Dans la rue de Buck's Row réputée pour ses prostituées, Charles Cross aperçoit un tas de vieux habits par terre. Il s’approche espérant trouver un manteau ou peut-être une couverture pour l'un de ses enfants. Quand l’hiver sera là, ils seront bien contents de la trouver. Il s’approche, plisse les yeux. On dirait qu’il y a des grosses tâches sombres sur ce tas de linge. Et autour, ce liquide noir et poisseux… c’est…
L’évidence le foudroie soudain : ce n’est pas un tas de vieux habits, c’est un corps ! Un corps de femme ensanglanté !

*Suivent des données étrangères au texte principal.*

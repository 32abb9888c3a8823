//! Drives the host model from real winit windows.
//!
//! Each registered [`Window`] is mirrored by a top-level widget. Window
//! events update the widget, pointer input on decorated windows goes
//! through [`DecorationEngine::handle_pointer`], and [`WinitBridge::sync`]
//! pushes the host's frameless/visibility/state decisions back to winit.

use crate::app_filter::{DecorationEngine, PointerAction, PointerEvent};
use crate::geometry::{Point, Size};
use crate::hit_test::HitTestResult;
use crate::host::{Application, WidgetId, WindowStates};
use raw_window_handle::HasWindowHandle;
use std::collections::HashMap;
use std::time::{Duration, Instant};
use winit::event::{ElementState, MouseButton, WindowEvent};
use winit::window::{ResizeDirection, Window, WindowId};

pub const DOUBLE_CLICK_INTERVAL: Duration = Duration::from_millis(500);
const DOUBLE_CLICK_DISTANCE: i32 = 4;

/// Turns a stream of presses into single and double clicks.
#[derive(Debug, Default, Clone)]
pub struct ClickTracker {
    last: Option<(Instant, Point)>,
}

impl ClickTracker {
    /// Returns `true` when this press completes a double click.
    pub fn press(&mut self, at: Instant, pos: Point) -> bool {
        let double = match self.last {
            Some((time, last_pos)) => {
                at.saturating_duration_since(time) <= DOUBLE_CLICK_INTERVAL
                    && (pos.x - last_pos.x).abs() <= DOUBLE_CLICK_DISTANCE
                    && (pos.y - last_pos.y).abs() <= DOUBLE_CLICK_DISTANCE
            }
            None => false,
        };
        self.last = if double { None } else { Some((at, pos)) };
        double
    }
}

pub fn resize_direction(hit: HitTestResult) -> Option<ResizeDirection> {
    Some(match hit {
        HitTestResult::ResizeLeft => ResizeDirection::West,
        HitTestResult::ResizeRight => ResizeDirection::East,
        HitTestResult::ResizeTop => ResizeDirection::North,
        HitTestResult::ResizeBottom => ResizeDirection::South,
        HitTestResult::ResizeTopLeft => ResizeDirection::NorthWest,
        HitTestResult::ResizeTopRight => ResizeDirection::NorthEast,
        HitTestResult::ResizeBottomLeft => ResizeDirection::SouthWest,
        HitTestResult::ResizeBottomRight => ResizeDirection::SouthEast,
        HitTestResult::Client | HitTestResult::Caption | HitTestResult::None => return None,
    })
}

struct Tracked {
    widget: WidgetId,
    cursor: Point,
    clicks: ClickTracker,
}

pub struct WinitBridge {
    app: Application,
    windows: HashMap<WindowId, Tracked>,
}

impl WinitBridge {
    pub fn new(app: &Application) -> Self {
        Self {
            app: app.clone(),
            windows: HashMap::new(),
        }
    }

    pub fn widget_for(&self, window: WindowId) -> Option<WidgetId> {
        self.windows.get(&window).map(|tracked| tracked.widget)
    }

    /// Whether the user or a close button asked for `window` to close. The
    /// caller owns the winit window and decides when to drop it.
    pub fn close_requested(&self, window: WindowId) -> bool {
        self.widget_for(window)
            .map(|widget| self.app.close_requested(widget))
            .unwrap_or(false)
    }

    /// Mirror `window` onto the top-level `widget`.
    pub fn register(&mut self, window: &Window, widget: WidgetId) {
        let native = match window.window_handle() {
            Ok(handle) => Some(handle.as_raw()),
            Err(err) => {
                tracing::warn!(%widget, "no native window handle: {err}");
                None
            }
        };
        self.app.set_native_handle(widget, native);
        self.app.set_title(widget, window.title());
        if let Ok(position) = window.outer_position() {
            self.app
                .set_window_position(widget, Point::new(position.x, position.y));
        }
        let size = window.outer_size();
        self.app
            .resize(widget, Size::new(size.width as i32, size.height as i32));
        self.pull_states(window, widget);
        self.windows.insert(
            window.id(),
            Tracked {
                widget,
                cursor: Point::default(),
                clicks: ClickTracker::default(),
            },
        );
        tracing::debug!(%widget, window = ?window.id(), "winit window registered");
    }

    /// Show the widget through the host, letting filters decorate it first.
    pub fn show(&mut self, window: &Window) {
        let Some(widget) = self.widget_for(window.id()) else {
            return;
        };
        self.app.show(widget);
        self.app.process_events();
        self.sync(window);
    }

    pub fn handle_event(
        &mut self,
        window: &Window,
        event: &WindowEvent,
        engine: Option<&DecorationEngine>,
    ) {
        let Some(widget) = self.widget_for(window.id()) else {
            return;
        };
        match event {
            WindowEvent::Focused(true) => self.app.set_active_window(Some(widget)),
            WindowEvent::Focused(false) => {
                if self.app.active_window() == Some(widget) {
                    self.app.set_active_window(None);
                }
            }
            WindowEvent::Resized(_) => {
                let outer = window.outer_size();
                self.app
                    .resize(widget, Size::new(outer.width as i32, outer.height as i32));
                self.pull_states(window, widget);
            }
            WindowEvent::Moved(position) => {
                self.app
                    .set_window_position(widget, Point::new(position.x, position.y));
            }
            WindowEvent::CursorMoved { position, .. } => {
                let local = Point::new(position.x.round() as i32, position.y.round() as i32);
                if let Some(tracked) = self.windows.get_mut(&window.id()) {
                    tracked.cursor = local;
                }
                let screen = self.to_screen(widget, local);
                if let Some(engine) = engine {
                    engine.handle_pointer(widget, PointerEvent::Moved(screen));
                }
            }
            WindowEvent::MouseInput {
                state,
                button: MouseButton::Left,
                ..
            } => {
                if let Some(engine) = engine {
                    self.left_button(window, widget, *state, engine);
                }
            }
            WindowEvent::CloseRequested => self.app.close(widget),
            WindowEvent::Destroyed => {
                self.windows.remove(&window.id());
                self.app.destroy(widget);
                self.app.process_events();
                return;
            }
            _ => return,
        }
        self.app.process_events();
        self.sync(window);
    }

    /// Push host decisions to the native window.
    pub fn sync(&self, window: &Window) {
        let Some(widget) = self.widget_for(window.id()) else {
            return;
        };
        let decorated = !self.app.is_frameless(widget);
        if window.is_decorated() != decorated {
            window.set_decorations(decorated);
        }
        let states = self.app.window_states(widget);
        let maximized = states.contains(WindowStates::MAXIMIZED);
        if window.is_maximized() != maximized {
            window.set_maximized(maximized);
        }
        let minimized = states.contains(WindowStates::MINIMIZED);
        if window.is_minimized() != Some(minimized) {
            window.set_minimized(minimized);
        }
        let visible = self.app.is_visible(widget) && !self.app.close_requested(widget);
        if window.is_visible() != Some(visible) {
            window.set_visible(visible);
        }
    }

    fn left_button(
        &mut self,
        window: &Window,
        widget: WidgetId,
        state: ElementState,
        engine: &DecorationEngine,
    ) {
        let Some(tracked) = self.windows.get_mut(&window.id()) else {
            return;
        };
        let local = tracked.cursor;
        let double = state == ElementState::Pressed && tracked.clicks.press(Instant::now(), local);
        let screen = self.to_screen(widget, local);
        let pointer = match state {
            ElementState::Pressed if double => PointerEvent::DoubleClicked(screen),
            ElementState::Pressed => PointerEvent::Pressed(screen),
            ElementState::Released => PointerEvent::Released(screen),
        };
        match engine.handle_pointer(widget, pointer) {
            PointerAction::Drag => {
                if let Err(err) = window.drag_window() {
                    tracing::warn!(%widget, "drag_window failed: {err}");
                }
            }
            PointerAction::Resize(hit) => {
                if let Some(direction) = resize_direction(hit) {
                    if let Err(err) = window.drag_resize_window(direction) {
                        tracing::warn!(%widget, "drag_resize_window failed: {err}");
                    }
                }
            }
            PointerAction::Clicked(role) => tracing::trace!(%widget, ?role, "caption button"),
            PointerAction::ToggledMaximize | PointerAction::None => {}
        }
    }

    fn to_screen(&self, widget: WidgetId, local: Point) -> Point {
        let origin = self.app.window_position(widget);
        Point::new(origin.x + local.x, origin.y + local.y)
    }

    fn pull_states(&self, window: &Window, widget: WidgetId) {
        let current = self.app.window_states(widget);
        let mut states = WindowStates::NONE;
        if window.is_maximized() {
            states = states | WindowStates::MAXIMIZED;
        }
        let minimized = window
            .is_minimized()
            .unwrap_or_else(|| current.contains(WindowStates::MINIMIZED));
        if minimized {
            states = states | WindowStates::MINIMIZED;
        }
        if window.fullscreen().is_some() {
            states = states | WindowStates::FULLSCREEN;
        }
        self.app.set_window_states(widget, states);
    }
}

#[cfg(test)]
mod tests {
    use super::*;

    #[test]
    fn double_click_needs_time_and_place() {
        let start = Instant::now();
        let mut clicks = ClickTracker::default();
        assert!(!clicks.press(start, Point::new(10, 10)));
        assert!(clicks.press(start + Duration::from_millis(200), Point::new(12, 9)));
        // a third press starts over
        assert!(!clicks.press(start + Duration::from_millis(300), Point::new(12, 9)));

        let mut clicks = ClickTracker::default();
        clicks.press(start, Point::new(10, 10));
        assert!(!clicks.press(start + Duration::from_millis(900), Point::new(10, 10)));

        let mut clicks = ClickTracker::default();
        clicks.press(start, Point::new(10, 10));
        assert!(!clicks.press(start + Duration::from_millis(100), Point::new(40, 10)));
    }

    #[test]
    fn resize_directions() {
        assert_eq!(
            resize_direction(HitTestResult::ResizeTopLeft),
            Some(ResizeDirection::NorthWest)
        );
        assert_eq!(
            resize_direction(HitTestResult::ResizeBottom),
            Some(ResizeDirection::South)
        );
        assert_eq!(resize_direction(HitTestResult::Caption), None);
        assert_eq!(resize_direction(HitTestResult::Client), None);
    }
}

Charles Cross est horrifié, il se redresse et regarde autour de lui. Il voit aussitôt un homme qui s’approche dans sa direction. Il l’appelle. La détresse dans sa voix fait presser le pas à l’inconnu. Ils sont deux maintenant à se pencher sur le cadavre. Le nouveau venu manque de tourner de l’œil car ce qu’il voit dépasse le supportable.
La femme est éventrée et une partie de ses entrailles est posée sur son épaule.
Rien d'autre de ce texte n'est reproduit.